Segment Open

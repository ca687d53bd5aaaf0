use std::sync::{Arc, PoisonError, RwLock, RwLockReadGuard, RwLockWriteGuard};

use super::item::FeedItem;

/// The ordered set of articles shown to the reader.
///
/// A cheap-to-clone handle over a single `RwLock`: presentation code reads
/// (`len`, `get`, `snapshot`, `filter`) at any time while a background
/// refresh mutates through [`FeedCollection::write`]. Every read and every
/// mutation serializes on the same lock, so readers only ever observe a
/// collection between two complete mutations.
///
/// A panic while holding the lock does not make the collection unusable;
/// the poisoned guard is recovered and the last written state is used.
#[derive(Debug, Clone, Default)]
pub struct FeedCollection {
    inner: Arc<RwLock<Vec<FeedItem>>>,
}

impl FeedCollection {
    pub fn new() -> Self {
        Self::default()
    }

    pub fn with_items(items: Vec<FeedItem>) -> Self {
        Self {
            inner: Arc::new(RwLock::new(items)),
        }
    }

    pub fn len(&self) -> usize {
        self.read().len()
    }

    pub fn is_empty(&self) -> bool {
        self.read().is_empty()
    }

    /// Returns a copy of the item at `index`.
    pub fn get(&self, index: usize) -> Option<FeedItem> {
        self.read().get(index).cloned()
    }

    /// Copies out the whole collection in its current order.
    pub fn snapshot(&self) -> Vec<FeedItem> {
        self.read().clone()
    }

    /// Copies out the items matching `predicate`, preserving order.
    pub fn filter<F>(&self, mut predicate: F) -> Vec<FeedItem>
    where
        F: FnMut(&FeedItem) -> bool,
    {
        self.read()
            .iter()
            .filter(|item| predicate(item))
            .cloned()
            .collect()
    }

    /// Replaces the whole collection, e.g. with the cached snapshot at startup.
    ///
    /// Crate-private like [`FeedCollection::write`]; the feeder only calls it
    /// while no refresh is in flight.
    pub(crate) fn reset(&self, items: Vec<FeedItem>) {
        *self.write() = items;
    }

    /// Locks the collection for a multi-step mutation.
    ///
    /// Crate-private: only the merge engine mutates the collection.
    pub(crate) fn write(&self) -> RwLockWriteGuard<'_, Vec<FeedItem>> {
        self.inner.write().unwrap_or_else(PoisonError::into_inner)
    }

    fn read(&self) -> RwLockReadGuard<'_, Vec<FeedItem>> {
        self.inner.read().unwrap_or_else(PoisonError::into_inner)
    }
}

Segment Closed

Quote exactly the line containing "only calls it" and every later line through the end of the listing, and no other lines.

    /// Crate-private like [`FeedCollection::write`]; the feeder only calls it
    /// while no refresh is in flight.
    pub(crate) fn reset(&self, items: Vec<FeedItem>) {
        *self.write() = items;
    }

    /// Locks the collection for a multi-step mutation.
    ///
    /// Crate-private: only the merge engine mutates the collection.
    pub(crate) fn write(&self) -> RwLockWriteGuard<'_, Vec<FeedItem>> {
        self.inner.write().unwrap_or_else(PoisonError::into_inner)
    }

    fn read(&self) -> RwLockReadGuard<'_, Vec<FeedItem>> {
        self.inner.read().unwrap_or_else(PoisonError::into_inner)
    }
}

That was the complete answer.